Longlist-Spekulationen – Die Wiederholungstäter

Longlist! Noch sind es fast zwei Monate, bis am 15. August die Liste mit den zwanzig Titeln der Longlist veröffentlicht wird. Bis dahin kann man nur spekulieren und genau das mache ich jetzt.

Deutschsprachige Romane, die zwischen Oktober 2016 und September 2017 veröffentlicht wurden oder werden, durften von Verlagen für den diesjährigen Deutschen Buchpreis vorgeschlagen werden. 106 Verlage sind diesem Aufruf gefolgt und haben insgesamt 174 Bücher eingereicht – ein ganz schöner Batzen, den die siebenköpfige Jury zu bewältigen, zu sichten, diskutieren und evaluieren hat.

Wenn meine Zählung stimmt (50-50), dann gibt es genau 21 Autoren, die dieses Mal als Wiederholungstäter infrage kämen, die also bereits ein- oder mehrfach nominiert waren. Zehn dieser möglichen Longlist-Kandidaten habe ich mir näher angeschaut.

Feridun Zaimoğlu – Evangelio (KiWi, März)

Achtung, Superwitz: Feridun Zaimoğlu ist der Leonardo DiCaprio des Deutschen Buchpreises, insgesamt viermal (2006, 2008, 2014, 2015) war er nominiert, doch nicht einmal für die Shortlist wollte es bisher reichen. Das könnte sich im Lutherjahr mit „Evangelio“ ändern. Immerhin: Auch Leos Arbeit wurden im letzten Jahr endlich gewürdigt.

Olga Grjasnova – Gott ist nicht schüchtern (Aufbau, März)

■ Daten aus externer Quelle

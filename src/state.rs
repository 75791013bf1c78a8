//! Driver lifecycle and reload state machine
//!
//! ```text
//!                init            start          request
//! Uninitialized ------> Stopped ------> Ready --------> Reloading
//!                          ^              |  ^              |
//!                          +---- stop ----+  +-- complete --+
//! ```
//!
//! Transitions are pure: [`DriverState::next`] says where an event leads,
//! or why it is not allowed, and the driver commits the result inside a
//! critical section.

use crate::error::Error;

/// Lifecycle state of the controller driver
#[derive(Clone, Copy, PartialEq, Eq, Debug, Default)]
pub enum DriverState {
    /// Constructed, not yet initialized
    #[default]
    Uninitialized,
    /// Initialized, controller disabled
    Stopped,
    /// Running, no reload pending
    Ready,
    /// Running, a shadow-register reload is pending
    Reloading,
}

/// Event driving a [`DriverState`] change
#[derive(Clone, Copy, PartialEq, Eq, Debug)]
pub enum Transition {
    /// Second phase of construction
    Init,
    /// Controller programmed and enabled
    Start,
    /// Shadow-register reload requested
    RequestReload,
    /// Hardware reported the reload as done
    CompleteReload,
    /// Controller disabled
    Stop,
}

impl DriverState {
    /// State reached by applying `transition`
    ///
    /// A completion observed while already [`Ready`](Self::Ready) is
    /// accepted: the same reload may be seen both by a polling caller and by
    /// the interrupt handler.
    ///
    /// # Errors
    ///
    /// - [`Error::ReloadInProgress`] for a reload request while reloading
    /// - [`Error::InvalidState`] for any other transition not in the diagram
    pub const fn next(self, transition: Transition) -> Result<Self, Error> {
        match (self, transition) {
            (Self::Uninitialized, Transition::Init) => Ok(Self::Stopped),
            (Self::Stopped, Transition::Start) => Ok(Self::Ready),
            (Self::Ready, Transition::RequestReload) => Ok(Self::Reloading),
            (Self::Reloading, Transition::RequestReload) => Err(Error::ReloadInProgress),
            (Self::Reloading | Self::Ready, Transition::CompleteReload) => Ok(Self::Ready),
            (Self::Ready, Transition::Stop) => Ok(Self::Stopped),
            (state, transition) => Err(Error::InvalidState { state, transition }),
        }
    }

    /// Whether the controller is running (Ready or Reloading)
    pub const fn is_running(self) -> bool {
        matches!(self, Self::Ready | Self::Reloading)
    }
}

#[cfg(test)]
mod tests {
    use super::*;

    #[test]
    fn test_full_lifecycle() {
        let state = DriverState::default();
        let state = state.next(Transition::Init).unwrap();
        assert_eq!(state, DriverState::Stopped);
        let state = state.next(Transition::Start).unwrap();
        assert_eq!(state, DriverState::Ready);
        let state = state.next(Transition::RequestReload).unwrap();
        assert_eq!(state, DriverState::Reloading);
        let state = state.next(Transition::CompleteReload).unwrap();
        assert_eq!(state, DriverState::Ready);
        let state = state.next(Transition::Stop).unwrap();
        assert_eq!(state, DriverState::Stopped);
        assert_eq!(state.next(Transition::Start), Ok(DriverState::Ready));
    }

    #[test]
    fn test_second_reload_request_rejected() {
        assert_eq!(
            DriverState::Reloading.next(Transition::RequestReload),
            Err(Error::ReloadInProgress)
        );
    }

    #[test]
    fn test_late_completion_is_noop() {
        assert_eq!(
            DriverState::Ready.next(Transition::CompleteReload),
            Ok(DriverState::Ready)
        );
    }

    #[test]
    fn test_stop_requires_ready() {
        assert_eq!(
            DriverState::Reloading.next(Transition::Stop),
            Err(Error::InvalidState {
                state: DriverState::Reloading,
                transition: Transition::Stop
            })
        );
        assert!(DriverState::Stopped.next(Transition::Stop).is_err());
    }

    #[test]
    fn test_start_requires_stopped() {
        assert!(DriverState::Uninitialized.next(Transition::Start).is_err());
        assert!(DriverState::Ready.next(Transition::Start).is_err());
    }

    #[test]
    fn test_init_only_once() {
        assert!(DriverState::Stopped.next(Transition::Init).is_err());
    }

    #[test]
    fn test_completion_outside_running_rejected() {
        assert!(DriverState::Stopped.next(Transition::CompleteReload).is_err());
    }
}
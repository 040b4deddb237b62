use crate::core::error::{AppError, AppResult};
use crate::core::model::Tenant;
use crate::core::store::RentStore;
use crate::core::validation::{NewTenant, TenantPatch};
use serde::{Deserialize, Serialize};
use std::sync::Arc;
use uuid::Uuid;

const TENANT_DELETED_MESSAGE: &str = "Tenant and associated payments deleted successfully";

/// Response body for a tenant deletion
#[derive(Debug, Clone, PartialEq, Serialize, Deserialize)]
pub struct TenantDeleted {
    pub message: String,
    pub deleted_payments: u64,
}

/// Tenant CRUD on top of a [`RentStore`]
#[derive(Clone)]
pub struct TenantService {
    store: Arc<dyn RentStore>,
}

impl TenantService {
    pub fn new(store: Arc<dyn RentStore>) -> Self {
        Self { store }
    }

    pub async fn list(&self) -> AppResult<Vec<Tenant>> {
        Ok(self.store.list_tenants().await?)
    }

    pub async fn create(&self, input: NewTenant) -> AppResult<Tenant> {
        let tenant = input.validate()?;
        let tenant = self.store.insert_tenant(tenant).await?;
        tracing::info!(tenant_id = %tenant.id, flat_no = %tenant.flat_no, "tenant created");
        Ok(tenant)
    }

    pub async fn get(&self, id: &Uuid) -> AppResult<Tenant> {
        self.store
            .get_tenant(id)
            .await?
            .ok_or_else(|| AppError::tenant_not_found(*id))
    }

    /// Apply a partial update, validated with the same rules as creation
    pub async fn update(&self, id: &Uuid, patch: TenantPatch) -> AppResult<Tenant> {
        let mut tenant = self.get(id).await?;
        patch.apply(&mut tenant)?;

        let tenant = self
            .store
            .replace_tenant(tenant)
            .await?
            .ok_or_else(|| AppError::tenant_not_found(*id))?;
        tracing::info!(tenant_id = %id, "tenant updated");
        Ok(tenant)
    }

    /// Delete a tenant and every payment recorded against it
    pub async fn delete(&self, id: &Uuid) -> AppResult<TenantDeleted> {
        let deleted_payments = self
            .store
            .delete_tenant_cascade(id)
            .await?
            .ok_or_else(|| AppError::tenant_not_found(*id))?;

        tracing::info!(tenant_id = %id, deleted_payments, "tenant deleted");
        Ok(TenantDeleted {
            message: TENANT_DELETED_MESSAGE.to_string(),
            deleted_payments,
        })
    }
}

#[cfg(test)]
mod tests {
    use super::*;
    use crate::core::error::{EntityError, ValidationError};
    use crate::core::model::Payment;
    use crate::core::month::MonthKey;
    use crate::core::store::{PaymentFilter, PaymentStore, TenantStore};
    use crate::storage::InMemoryStore;

    fn setup() -> (TenantService, Arc<InMemoryStore>) {
        let store = Arc::new(InMemoryStore::new());
        (TenantService::new(store.clone()), store)
    }

    fn new_tenant(rent: f64) -> NewTenant {
        NewTenant {
            name: Some("A".to_string()),
            phone: Some("555-0100".to_string()),
            flat_no: Some("101".to_string()),
            rent_amount: Some(rent),
        }
    }

    #[tokio::test]
    async fn test_create_and_get() {
        let (service, _) = setup();
        let created = service.create(new_tenant(1000.0)).await.unwrap();

        let fetched = service.get(&created.id).await.unwrap();
        assert_eq!(fetched, created);
        assert_eq!(service.list().await.unwrap().len(), 1);
    }

    #[tokio::test]
    async fn test_create_zero_rent_allowed_negative_rejected() {
        let (service, _) = setup();
        assert!(service.create(new_tenant(0.0)).await.is_ok());

        let err = service.create(new_tenant(-1.0)).await.unwrap_err();
        assert!(matches!(err, AppError::Validation(ValidationError::FieldError { .. })));
        assert_eq!(service.list().await.unwrap().len(), 1);
    }

    #[tokio::test]
    async fn test_get_unknown_is_not_found() {
        let (service, _) = setup();
        let err = service.get(&Uuid::new_v4()).await.unwrap_err();
        assert!(matches!(err, AppError::Entity(EntityError::NotFound { .. })));
    }

    #[tokio::test]
    async fn test_update_validates_like_create() {
        let (service, _) = setup();
        let tenant = service.create(new_tenant(1000.0)).await.unwrap();

        let bad = TenantPatch {
            rent_amount: Some(-10.0),
            ..Default::default()
        };
        assert!(service.update(&tenant.id, bad).await.is_err());
        assert_eq!(service.get(&tenant.id).await.unwrap().rent_amount, 1000.0);

        let good = TenantPatch {
            rent_amount: Some(1200.0),
            ..Default::default()
        };
        let updated = service.update(&tenant.id, good).await.unwrap();
        assert_eq!(updated.rent_amount, 1200.0);
        assert_eq!(updated.name, "A");
        assert!(updated.updated_at >= tenant.updated_at);
    }

    #[tokio::test]
    async fn test_update_unknown_is_not_found() {
        let (service, _) = setup();
        let err = service
            .update(&Uuid::new_v4(), TenantPatch::default())
            .await
            .unwrap_err();
        assert_eq!(err.error_code(), "TENANT_NOT_FOUND");
    }

    #[tokio::test]
    async fn test_delete_reports_removed_payments() {
        let (service, store) = setup();
        let tenant = service.create(new_tenant(1000.0)).await.unwrap();
        for m in ["2025-08", "2025-09"] {
            store
                .insert_payment(Payment::new(
                    tenant.id,
                    MonthKey::parse(m).unwrap(),
                    1000.0,
                    None,
                ))
                .await
                .unwrap();
        }

        let deleted = service.delete(&tenant.id).await.unwrap();
        assert_eq!(deleted.deleted_payments, 2);
        assert_eq!(deleted.message, TENANT_DELETED_MESSAGE);
        assert!(
            store
                .find_payments(&PaymentFilter::for_tenant(tenant.id))
                .await
                .unwrap()
                .is_empty()
        );

        let err = service.delete(&tenant.id).await.unwrap_err();
        assert_eq!(err.error_code(), "TENANT_NOT_FOUND");
    }

    #[tokio::test]
    async fn test_list_reads_through_store() {
        let (service, store) = setup();
        store
            .insert_tenant(Tenant::new("Z".to_string(), None, "9".to_string(), 1.0))
            .await
            .unwrap();
        assert_eq!(service.list().await.unwrap()[0].name, "Z");
    }
}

An Olga Grjasnova, die zusammen mit ihrer Lektorin von Hanser zu Aufbau wechselte, scheiden sich die Geister: Viele Kritiker lieben sie, nicht wenige strengt ihre Prosa aber an. Mit ihrem politischen wie gesellschaftlichen Roman „Gott ist nicht schüchtern“ über zwei syrische Flüchtlinge könnte sie durchaus den Nerv der Jury treffen. Es wäre nach 2012 ihr zweites Mal auf der Longlist.

Anke Stelling – Fürsorge (Verbrecher, März)

Zugegeben, auf meiner Liste kommen die Indie Verlage eher kurz – wobei das auf den Longlists nicht anders aussieht. Vor zwei Jahren war Anke Stelling mit „Bodentiefe Fenster“ bereits nominiert, mit „Fürsorge“, ebenfalls im Verbrecher Verlag erschienen, könnte es wieder klappen. In dem Roman erzählt sie von der Balletttänzerin Nadja, die sich erstmals mit ihrem 16jährigen Sohn auseinandersetzt, der bei ihrer Mutter aufwuchs.

Christine Wunnicke – Katie (Berenberg, März)

Blogs und Feuilletons sind sich einig: „Katie“ ist ein magisches Wunder. Christine Wunnicke entführt ins London des 19. Jahrhunderts. Medium Florence Cook, das „It-Girl“ (O-Ton Verlag) der Spiritisten spricht mit der zweihundert Jahre alten Katie. Bereits 2015 stand die Münchner Autorin auf der Longlist, für Berenberg würde es mich freuen, würde es wieder glücken.

Lena Gorelik – Mehr Schwarz als Lila (Rowohlt, Februar)

Allein der poetische Titel hätte es verdient, auf der Longlist zu landen. Auch für die Sankt Petersburgerin Lena Gorelik wäre es nach 2007 das zweite Mal. „Mehr Schwarz als Lila“ handelt von drei Jugendlichen, die sich ausgerechnet bei einem Klassenausflug nach Auschwitz mit ihren Freundschaften konfrontiert sehen.

Mariana Leky – Was man von hier aus sehen kann (DuMont, Juli)

2010 war Mariana Leky mit „Die Herrenausstatterin“ auf der Longlist, vielleicht gelingt es der Kölnerin mit ihrem vierten Roman erneut. Dieser handelt von Selma, die den Tod voraussehen kann: Erscheint ihr im Traum ein Okapi, stirbt am folgenden Tag ein Bewohner ihres Dorfes. Was macht man, wenn man weiß, dass man nur noch wenige Stunden zu leben hat? Mariana Leky sucht nach Antworten.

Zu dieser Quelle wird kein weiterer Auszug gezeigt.